Task statement:
Nothing but the data itself, reproduced exactly, is the expected answer.

Given data:
*** Block opens ***

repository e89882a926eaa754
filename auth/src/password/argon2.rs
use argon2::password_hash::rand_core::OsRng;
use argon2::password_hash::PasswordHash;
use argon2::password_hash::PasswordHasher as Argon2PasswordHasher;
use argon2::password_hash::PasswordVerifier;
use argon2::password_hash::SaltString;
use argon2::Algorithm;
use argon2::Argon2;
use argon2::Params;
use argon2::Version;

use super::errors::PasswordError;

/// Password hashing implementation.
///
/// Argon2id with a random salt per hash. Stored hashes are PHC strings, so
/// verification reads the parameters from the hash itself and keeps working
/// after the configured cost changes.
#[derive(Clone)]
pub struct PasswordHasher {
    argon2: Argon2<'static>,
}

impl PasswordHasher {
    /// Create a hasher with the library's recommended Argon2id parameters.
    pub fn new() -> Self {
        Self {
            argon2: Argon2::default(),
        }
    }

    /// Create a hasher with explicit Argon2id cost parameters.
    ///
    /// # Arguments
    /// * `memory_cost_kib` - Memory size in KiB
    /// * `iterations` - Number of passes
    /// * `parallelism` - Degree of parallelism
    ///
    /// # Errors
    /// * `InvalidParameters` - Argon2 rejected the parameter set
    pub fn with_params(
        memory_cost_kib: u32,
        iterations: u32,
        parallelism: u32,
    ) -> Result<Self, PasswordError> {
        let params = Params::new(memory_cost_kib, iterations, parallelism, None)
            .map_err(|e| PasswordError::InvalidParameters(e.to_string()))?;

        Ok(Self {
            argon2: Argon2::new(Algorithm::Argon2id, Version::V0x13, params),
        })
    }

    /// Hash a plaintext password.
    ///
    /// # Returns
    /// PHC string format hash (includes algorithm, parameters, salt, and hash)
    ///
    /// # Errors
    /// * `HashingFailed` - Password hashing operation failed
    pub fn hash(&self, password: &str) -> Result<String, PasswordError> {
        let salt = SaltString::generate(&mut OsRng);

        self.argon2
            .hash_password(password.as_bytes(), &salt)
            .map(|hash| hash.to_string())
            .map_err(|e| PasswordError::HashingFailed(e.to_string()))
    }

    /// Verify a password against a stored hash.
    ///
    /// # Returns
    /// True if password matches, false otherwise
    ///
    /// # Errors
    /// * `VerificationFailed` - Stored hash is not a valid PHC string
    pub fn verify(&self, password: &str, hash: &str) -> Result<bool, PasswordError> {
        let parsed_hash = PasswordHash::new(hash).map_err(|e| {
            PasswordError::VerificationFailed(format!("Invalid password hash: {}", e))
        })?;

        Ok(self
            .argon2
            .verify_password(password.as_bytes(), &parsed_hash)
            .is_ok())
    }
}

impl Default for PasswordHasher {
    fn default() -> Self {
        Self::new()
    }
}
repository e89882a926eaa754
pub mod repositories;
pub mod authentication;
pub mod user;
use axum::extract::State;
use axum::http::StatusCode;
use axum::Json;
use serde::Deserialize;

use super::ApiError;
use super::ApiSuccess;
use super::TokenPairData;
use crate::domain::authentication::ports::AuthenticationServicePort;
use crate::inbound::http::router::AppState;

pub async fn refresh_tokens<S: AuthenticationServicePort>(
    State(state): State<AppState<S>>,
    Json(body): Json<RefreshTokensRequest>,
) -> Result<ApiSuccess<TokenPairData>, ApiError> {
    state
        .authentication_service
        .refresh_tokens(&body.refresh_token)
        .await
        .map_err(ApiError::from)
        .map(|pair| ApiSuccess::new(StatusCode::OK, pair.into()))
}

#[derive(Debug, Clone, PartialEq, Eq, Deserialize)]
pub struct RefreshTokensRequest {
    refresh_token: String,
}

*** Block closes ***

Answer to the problem:
repository e89882a926eaa754
filename auth/src/password/argon2.rs
use argon2::password_hash::rand_core::OsRng;
use argon2::password_hash::PasswordHash;
use argon2::password_hash::PasswordHasher as Argon2PasswordHasher;
use argon2::password_hash::PasswordVerifier;
use argon2::password_hash::SaltString;
use argon2::Algorithm;
use argon2::Argon2;
use argon2::Params;
use argon2::Version;

use super::errors::PasswordError;

/// Password hashing implementation.
///
/// Argon2id with a random salt per hash. Stored hashes are PHC strings, so
/// verification reads the parameters from the hash itself and keeps working
/// after the configured cost changes.
#[derive(Clone)]
pub struct PasswordHasher {
    argon2: Argon2<'static>,
}

impl PasswordHasher {
    /// Create a hasher with the library's recommended Argon2id parameters.
    pub fn new() -> Self {
        Self {
            argon2: Argon2::default(),
        }
    }

    /// Create a hasher with explicit Argon2id cost parameters.
    ///
    /// # Arguments
    /// * `memory_cost_kib` - Memory size in KiB
    /// * `iterations` - Number of passes
    /// * `parallelism` - Degree of parallelism
    ///
    /// # Errors
    /// * `InvalidParameters` - Argon2 rejected the parameter set
    pub fn with_params(
        memory_cost_kib: u32,
        iterations: u32,
        parallelism: u32,
    ) -> Result<Self, PasswordError> {
        let params = Params::new(memory_cost_kib, iterations, parallelism, None)
            .map_err(|e| PasswordError::InvalidParameters(e.to_string()))?;

        Ok(Self {
            argon2: Argon2::new(Algorithm::Argon2id, Version::V0x13, params),
        })
    }

    /// Hash a plaintext password.
    ///
    /// # Returns
    /// PHC string format hash (includes algorithm, parameters, salt, and hash)
    ///
    /// # Errors
    /// * `HashingFailed` - Password hashing operation failed
    pub fn hash(&self, password: &str) -> Result<String, PasswordError> {
        let salt = SaltString::generate(&mut OsRng);

        self.argon2
            .hash_password(password.as_bytes(), &salt)
            .map(|hash| hash.to_string())
            .map_err(|e| PasswordError::HashingFailed(e.to_string()))
    }

    /// Verify a password against a stored hash.
    ///
    /// # Returns
    /// True if password matches, false otherwise
    ///
    /// # Errors
    /// * `VerificationFailed` - Stored hash is not a valid PHC string
    pub fn verify(&self, password: &str, hash: &str) -> Result<bool, PasswordError> {
        let parsed_hash = PasswordHash::new(hash).map_err(|e| {
            PasswordError::VerificationFailed(format!("Invalid password hash: {}", e))
        })?;

        Ok(self
            .argon2
            .verify_password(password.as_bytes(), &parsed_hash)
            .is_ok())
    }
}

impl Default for PasswordHasher {
    fn default() -> Self {
        Self::new()
    }
}
repository e89882a926eaa754
pub mod repositories;
pub mod authentication;
pub mod user;
use axum::extract::State;
use axum::http::StatusCode;
use axum::Json;
use serde::Deserialize;

use super::ApiError;
use super::ApiSuccess;
use super::TokenPairData;
use crate::domain::authentication::ports::AuthenticationServicePort;
use crate::inbound::http::router::AppState;

pub async fn refresh_tokens<S: AuthenticationServicePort>(
    State(state): State<AppState<S>>,
    Json(body): Json<RefreshTokensRequest>,
) -> Result<ApiSuccess<TokenPairData>, ApiError> {
    state
        .authentication_service
        .refresh_tokens(&body.refresh_token)
        .await
        .map_err(ApiError::from)
        .map(|pair| ApiSuccess::new(StatusCode::OK, pair.into()))
}

#[derive(Debug, Clone, PartialEq, Eq, Deserialize)]
pub struct RefreshTokensRequest {
    refresh_token: String,
}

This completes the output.